In my experience, these arguments are attacking a strawman. They're attacking the idea of anarchy, not of decentralization. Decentralization, at its essence, is a system that diffuses responsibility for experimentation and action throughout the system, rather than keeping those functions tightly constrained within an elite group. To be successful from an organizational perspective, everyone in the system has to understand and support the mission, know what tactics are off-limits, and have control over the resources necessary to try new things.
When leaders argue against decentralization, I think they are more often pushing back against one or all of these requirements. They don't want to communicate the mission because they frankly don't act in support of the mission themselves. It's a similar situation with defining which tactics are off-limits. They have no problem defining what others cannot do, but they don't want their own actions to be placed under similar constraints. They act according to a different set of priorities that derive from their power base rather than from the objectives to which their power is intended to be applied. And with regard to giving others control over resources--they simply don't trust others to use them wisely.
I try not to be too hard on these leaders. I understand where they're coming from. Communicating clearly, living your mission, defining limits, trusting others to make good decisions--these are all hard things to do, even when your motivation is organizational effectiveness. The leader typically has direct accountability for organizational performance, and that makes us hold these things closer to our vests than we probably should.

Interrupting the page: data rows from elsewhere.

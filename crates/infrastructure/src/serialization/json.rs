//! `Decoder` implementation using `serde_json`.

use serde::Serialize;
use serde::de::DeserializeOwned;

use graphlink_application::ports::Decoder;
use graphlink_domain::{GraphError, GraphResult};

/// Decoder for JSON wire documents.
#[derive(Debug, Clone, Copy, Default)]
pub struct JsonDecoder;

impl Decoder for JsonDecoder {
    /// Deserializes JSON from bytes.
    ///
    /// Handles both pretty-printed and minified JSON.
    fn decode<T: DeserializeOwned>(&self, bytes: &[u8]) -> GraphResult<T> {
        serde_json::from_slice(bytes)
            .map_err(|e| GraphError::Decode(format!("JSON deserialization failed: {e}")))
    }

    /// Serializes a value to compact JSON.
    fn encode<T: Serialize + ?Sized>(&self, value: &T) -> GraphResult<String> {
        serde_json::to_string(value)
            .map_err(|e| GraphError::Decode(format!("JSON serialization failed: {e}")))
    }
}

#[cfg(test)]
#[allow(clippy::unwrap_used)]
mod tests {
    use super::*;
    use graphlink_domain::{BatchRequest, Page};
    use pretty_assertions::assert_eq;
    use std::collections::BTreeMap;

    #[test]
    fn test_decode_typed_page() {
        let page: Page<BTreeMap<String, String>> = JsonDecoder
            .decode(br#"{"data":[{"id":"1"}],"paging":{"next":"https://h/next"}}"#)
            .unwrap();
        assert_eq!(page.data[0]["id"], "1");
        assert_eq!(
            page.paging.unwrap().next.as_deref(),
            Some("https://h/next")
        );
    }

    #[test]
    fn test_decode_failure_is_decode_error() {
        let result: GraphResult<Vec<u32>> = JsonDecoder.decode(b"{not json");
        assert!(matches!(result, Err(GraphError::Decode(_))));
    }

    #[test]
    fn test_encode_is_compact() {
        let requests = [BatchRequest::builder("me").build().unwrap()];
        let json = JsonDecoder.encode(&requests[..]).unwrap();
        assert_eq!(
            json,
            r#"[{"method":"GET","relative_url":"me","omit_response_on_success":true}]"#
        );
    }
}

"Pockets of chaos," however, is a concept that can help us frame the necessary conversations with the people we lead and begin moving in the decentralized direction. Forget about the whole organization if that's too much to bite off. Start with a single project. Something non-threatening to your power base. Sit down with the project leader and hammer out the three essential pieces: (1) What's the objective by which success will be measured? (2) What tactics are off-limits? (3) What resources do they have at their disposal? Then, step out of the way and see what happens.
That kind of chaos can be a very positive thing.